On Saturday, May 7, the 62nd Arleigh Burke class Aegis guided missile destroyer — USS Michael Murphy DDG-112 — will be launched (christened!) at Bath Iron Works. It will cost well over $1 billion.

Its armaments include up to 96 Tomahawk cruise missiles, which can carry nuclear as well as conventional warheads, and so it is considered a tactical nuclear weapons system. It may also play a part in the Ballistic Missile Defense system.

It is a true weapon of mass destruction.

Even so, the price we pay in using these weapons is not being told completely. Depleted uranium is used as ballast in these Tomahawk cruise missiles, and we have left a trail of this deadly poison wherever we have used them (over 180 Tomahawk cruise missiles in Libya, over 1,000 in Iraq and over 100 in Afghanistan).

How many cancers and other illnesses have resulted from the firing of Tomahawk cruise missiles into populated areas?
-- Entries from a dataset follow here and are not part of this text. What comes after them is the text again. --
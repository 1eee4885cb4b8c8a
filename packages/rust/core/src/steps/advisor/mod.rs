//! Azure Advisor recommendations, linked to the resources they concern.

pub mod constants;
pub mod converters;

use tracing::info;

use cloudgraph_shared::{Entity, Relationship, Result};

use crate::job_state::{JobState, LinkOutcome};
use crate::registry::{BoxFuture, Step, StepContext};
use crate::steps::active_directory::STEP_AD_ACCOUNT;
use crate::steps::event_grid::{
    STEP_RM_EVENT_GRID_DOMAIN_TOPIC_SUBSCRIPTIONS, STEP_RM_EVENT_GRID_DOMAIN_TOPICS,
    STEP_RM_EVENT_GRID_DOMAINS, STEP_RM_EVENT_GRID_TOPIC_SUBSCRIPTIONS, STEP_RM_EVENT_GRID_TOPICS,
};
use crate::steps::key_vault::STEP_RM_KEYVAULT_VAULTS;
use crate::steps::management_groups::STEP_RM_MANAGEMENT_GROUPS;
use crate::steps::network::{
    STEP_RM_NETWORK_INTERFACES, STEP_RM_NETWORK_LOAD_BALANCERS,
    STEP_RM_NETWORK_PUBLIC_IP_ADDRESSES, STEP_RM_NETWORK_SECURITY_GROUPS,
    STEP_RM_NETWORK_VIRTUAL_NETWORKS,
};
use crate::steps::resources::{STEP_RM_RESOURCES_RESOURCE_GROUPS, STEP_RM_RESOURCES_SUBSCRIPTIONS};
use crate::steps::storage::STEP_RM_STORAGE_ACCOUNTS;
use crate::steps::web_linker;

pub use self::constants::*;
use self::converters::*;

/// Link `finding` from the entity whose key matches `source_id`, if one was
/// ingested.
fn link_from(
    state: &mut JobState,
    source_id: Option<&str>,
    finding: &Entity,
    build: fn(&Entity, &Entity) -> Relationship,
) -> Result<LinkOutcome> {
    let Some(source) = source_id.and_then(|id| state.find_entity_ignore_case(id)) else {
        return Ok(LinkOutcome::TargetNotFound);
    };
    let relationship = build(source, finding);
    state.link(relationship)
}

fn fetch_recommendations<'a>(ctx: &'a mut StepContext<'_>) -> BoxFuture<'a, Result<()>> {
    Box::pin(async move {
        let client = ctx.client;
        let state = &mut *ctx.job_state;
        let linker = web_linker(state)?;

        let mut linked = 0;
        let count = client
            .iterate_advisor_recommendations(|recommendation| {
                let finding = state
                    .add_entity(create_recommendation_entity(&linker, &recommendation)?)?
                    .clone();

                // Resolves only when assessment entities were seeded into the state.
                link_from(
                    state,
                    recommendation.source(),
                    &finding,
                    create_assessment_finding_relationship,
                )?;
                if link_from(
                    state,
                    recommendation.resource_id(),
                    &finding,
                    create_resource_finding_relationship,
                )? == LinkOutcome::Linked
                {
                    linked += 1;
                }
                Ok(())
            })
            .await?;

        info!(count, linked, "advisor recommendations ingested");
        Ok(())
    })
}

pub fn steps() -> Vec<Step> {
    vec![Step {
        id: STEP_RM_ADVISOR_RECOMMENDATIONS,
        name: "Recommendations",
        entities: &[RECOMMENDATION_ENTITY],
        relationships: &[ASSESSMENT_IDENTIFIED_FINDING, ANY_RESOURCE_HAS_FINDING],
        depends_on: &[
            STEP_AD_ACCOUNT,
            STEP_RM_RESOURCES_SUBSCRIPTIONS,
            STEP_RM_RESOURCES_RESOURCE_GROUPS,
            STEP_RM_NETWORK_INTERFACES,
            STEP_RM_NETWORK_PUBLIC_IP_ADDRESSES,
            STEP_RM_NETWORK_VIRTUAL_NETWORKS,
            STEP_RM_NETWORK_SECURITY_GROUPS,
            STEP_RM_NETWORK_LOAD_BALANCERS,
            STEP_RM_STORAGE_ACCOUNTS,
            STEP_RM_KEYVAULT_VAULTS,
            STEP_RM_EVENT_GRID_DOMAINS,
            STEP_RM_EVENT_GRID_DOMAIN_TOPICS,
            STEP_RM_EVENT_GRID_DOMAIN_TOPIC_SUBSCRIPTIONS,
            STEP_RM_EVENT_GRID_TOPICS,
            STEP_RM_EVENT_GRID_TOPIC_SUBSCRIPTIONS,
            STEP_RM_MANAGEMENT_GROUPS,
        ],
        handler: fetch_recommendations,
    }]
}
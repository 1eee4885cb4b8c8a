//! Resource Manager: Event Grid domains, topics and event subscriptions.

use serde::{Deserialize, Serialize};
use serde_json::Value;
use tracing::instrument;

use cloudgraph_shared::Result;

use crate::{Api, AzureClient, Tags};

const EVENT_GRID_API_VERSION: &str = "2020-06-01";

#[derive(Debug, Clone, Default, PartialEq, Serialize, Deserialize)]
#[serde(default, rename_all = "camelCase")]
pub struct EventGridResourceProperties {
    #[serde(skip_serializing_if = "Option::is_none")]
    pub endpoint: Option<String>,
    #[serde(skip_serializing_if = "Option::is_none")]
    pub provisioning_state: Option<String>,
    #[serde(skip_serializing_if = "Option::is_none")]
    pub input_schema: Option<String>,
    #[serde(skip_serializing_if = "Option::is_none")]
    pub metric_resource_id: Option<String>,
    #[serde(skip_serializing_if = "Option::is_none")]
    pub public_network_access: Option<String>,
}

/// A domain or a custom topic; both share this shape.
#[derive(Debug, Clone, Default, PartialEq, Serialize, Deserialize)]
#[serde(default)]
pub struct EventGridResource {
    #[serde(skip_serializing_if = "Option::is_none")]
    pub id: Option<String>,
    #[serde(skip_serializing_if = "Option::is_none")]
    pub name: Option<String>,
    #[serde(rename = "type", skip_serializing_if = "Option::is_none")]
    pub resource_type: Option<String>,
    #[serde(skip_serializing_if = "Option::is_none")]
    pub location: Option<String>,
    #[serde(skip_serializing_if = "Option::is_none")]
    pub tags: Option<Tags>,
    pub properties: EventGridResourceProperties,
}

pub type EventGridDomain = EventGridResource;
pub type EventGridTopic = EventGridResource;

#[derive(Debug, Clone, Default, PartialEq, Serialize, Deserialize)]
#[serde(default, rename_all = "camelCase")]
pub struct DomainTopicProperties {
    #[serde(skip_serializing_if = "Option::is_none")]
    pub provisioning_state: Option<String>,
}

#[derive(Debug, Clone, Default, PartialEq, Serialize, Deserialize)]
#[serde(default)]
pub struct DomainTopic {
    #[serde(skip_serializing_if = "Option::is_none")]
    pub id: Option<String>,
    #[serde(skip_serializing_if = "Option::is_none")]
    pub name: Option<String>,
    #[serde(rename = "type", skip_serializing_if = "Option::is_none")]
    pub resource_type: Option<String>,
    pub properties: DomainTopicProperties,
}

#[derive(Debug, Clone, Default, PartialEq, Serialize, Deserialize)]
#[serde(default, rename_all = "camelCase")]
pub struct EventSubscriptionDestination {
    #[serde(skip_serializing_if = "Option::is_none")]
    pub endpoint_type: Option<String>,
}

#[derive(Debug, Clone, Default, PartialEq, Serialize, Deserialize)]
#[serde(default, rename_all = "camelCase")]
pub struct EventSubscriptionProperties {
    #[serde(skip_serializing_if = "Option::is_none")]
    pub topic: Option<String>,
    #[serde(skip_serializing_if = "Option::is_none")]
    pub provisioning_state: Option<String>,
    #[serde(skip_serializing_if = "Option::is_none")]
    pub destination: Option<EventSubscriptionDestination>,
    #[serde(skip_serializing_if = "Option::is_none")]
    pub event_delivery_schema: Option<String>,
    #[serde(skip_serializing_if = "Option::is_none")]
    pub expiration_time_utc: Option<String>,
    #[serde(skip_serializing_if = "Option::is_none")]
    pub filter: Option<Value>,
    #[serde(skip_serializing_if = "Option::is_none")]
    pub retry_policy: Option<Value>,
    pub labels: Vec<String>,
}

#[derive(Debug, Clone, Default, PartialEq, Serialize, Deserialize)]
#[serde(default)]
pub struct EventSubscription {
    #[serde(skip_serializing_if = "Option::is_none")]
    pub id: Option<String>,
    #[serde(skip_serializing_if = "Option::is_none")]
    pub name: Option<String>,
    #[serde(rename = "type", skip_serializing_if = "Option::is_none")]
    pub resource_type: Option<String>,
    pub properties: EventSubscriptionProperties,
}

/// Coordinates of a domain topic, used to list its subscriptions.
#[derive(Debug, Clone, PartialEq, Eq)]
pub struct DomainTopicLocator<'a> {
    pub resource_group_name: &'a str,
    pub domain_name: &'a str,
    pub domain_topic_name: &'a str,
}

impl AzureClient {
    fn event_grid_url(&self, resource_group_name: &str, path: &str) -> Result<String> {
        Ok(self.management_url(&format!(
            "/subscriptions/{}/resourceGroups/{resource_group_name}/providers/Microsoft.EventGrid/{path}?api-version={EVENT_GRID_API_VERSION}",
            self.subscription_id()?
        )))
    }

    #[instrument(skip_all, fields(resource_group = resource_group_name))]
    pub async fn iterate_event_grid_domains<F>(&self, resource_group_name: &str, each: F) -> Result<usize>
    where
        F: FnMut(EventGridDomain) -> Result<()>,
    {
        let url = self.event_grid_url(resource_group_name, "domains")?;
        self.iterate_pages(Api::Management, url, each).await
    }

    /// Topics of a domain, addressed by the domain's resource ID.
    #[instrument(skip_all)]
    pub async fn iterate_event_grid_domain_topics<F>(&self, domain_id: &str, each: F) -> Result<usize>
    where
        F: FnMut(DomainTopic) -> Result<()>,
    {
        let url = self.resource_url(
            domain_id,
            &format!("/topics?api-version={EVENT_GRID_API_VERSION}"),
        );
        self.iterate_pages(Api::Management, url, each).await
    }

    #[instrument(skip_all, fields(domain = locator.domain_name, topic = locator.domain_topic_name))]
    pub async fn iterate_event_grid_domain_topic_subscriptions<F>(
        &self,
        locator: &DomainTopicLocator<'_>,
        each: F,
    ) -> Result<usize>
    where
        F: FnMut(EventSubscription) -> Result<()>,
    {
        let url = self.event_grid_url(
            locator.resource_group_name,
            &format!(
                "domains/{}/topics/{}/providers/Microsoft.EventGrid/eventSubscriptions",
                locator.domain_name, locator.domain_topic_name
            ),
        )?;
        self.iterate_pages(Api::Management, url, each).await
    }

    #[instrument(skip_all, fields(resource_group = resource_group_name))]
    pub async fn iterate_event_grid_topics<F>(&self, resource_group_name: &str, each: F) -> Result<usize>
    where
        F: FnMut(EventGridTopic) -> Result<()>,
    {
        let url = self.event_grid_url(resource_group_name, "topics")?;
        self.iterate_pages(Api::Management, url, each).await
    }

    /// Event subscriptions of a custom topic, addressed by the topic's resource ID.
    #[instrument(skip_all)]
    pub async fn iterate_event_grid_topic_subscriptions<F>(&self, topic_id: &str, each: F) -> Result<usize>
    where
        F: FnMut(EventSubscription) -> Result<()>,
    {
        let url = self.resource_url(
            topic_id,
            &format!(
                "/providers/Microsoft.EventGrid/eventSubscriptions?api-version={EVENT_GRID_API_VERSION}"
            ),
        );
        self.iterate_pages(Api::Management, url, each).await
    }
}

#[cfg(test)]
mod tests {
    use super::*;
    use crate::test_support::{SUBSCRIPTION, client_for};
    use wiremock::matchers::{method, path, path_regex};
    use wiremock::{Mock, MockServer, ResponseTemplate};

    #[tokio::test]
    async fn lists_domain_topics_by_domain_id() {
        let server = MockServer::start().await;
        let client = client_for(&server).await;

        Mock::given(method("GET"))
            .and(path_regex(r"/resourceGroups/j1dev/providers/Microsoft\.EventGrid/domains/d1/topics$"))
            .respond_with(ResponseTemplate::new(200).set_body_json(serde_json::json!({
                "value": [{ "id": "topic-id", "name": "t1", "properties": { "provisioningState": "Succeeded" } }]
            })))
            .mount(&server)
            .await;

        let domain_id = format!(
            "/subscriptions/{SUBSCRIPTION}/resourceGroups/j1dev/providers/Microsoft.EventGrid/domains/d1"
        );
        let mut names = Vec::new();
        client
            .iterate_event_grid_domain_topics(&domain_id, |topic| {
                names.push(topic.name.unwrap_or_default());
                Ok(())
            })
            .await
            .unwrap();

        assert_eq!(names, vec!["t1"]);
    }

    #[tokio::test]
    async fn lists_domain_topic_subscriptions_by_locator() {
        let server = MockServer::start().await;
        let client = client_for(&server).await;

        Mock::given(method("GET"))
            .and(path(format!(
                "/subscriptions/{SUBSCRIPTION}/resourceGroups/j1dev/providers/Microsoft.EventGrid/domains/d1/topics/t1/providers/Microsoft.EventGrid/eventSubscriptions"
            )))
            .respond_with(ResponseTemplate::new(200).set_body_json(serde_json::json!({
                "value": [{
                    "id": "sub-id",
                    "name": "s1",
                    "properties": { "destination": { "endpointType": "WebHook" } }
                }]
            })))
            .mount(&server)
            .await;

        let locator = DomainTopicLocator {
            resource_group_name: "j1dev",
            domain_name: "d1",
            domain_topic_name: "t1",
        };
        let mut subs = Vec::new();
        client
            .iterate_event_grid_domain_topic_subscriptions(&locator, |sub| {
                subs.push(sub);
                Ok(())
            })
            .await
            .unwrap();

        assert_eq!(subs.len(), 1);
        assert_eq!(
            subs[0]
                .properties
                .destination
                .as_ref()
                .and_then(|d| d.endpoint_type.as_deref()),
            Some("WebHook")
        );
    }
}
If children are being contaminated by depleted uranium when we use these missiles, are we then guilty of war crimes? These questions need to be asked before we build such warships.

Now is the time to look at the true cost and purpose of these guided missile warships. They are killing  us spiritually as well as physically and ecologically. They are a real crime against humanity.

It is time to end the building of guided missile destroyers by General Dynamics at Bath Iron Works and instead build something there that promotes life.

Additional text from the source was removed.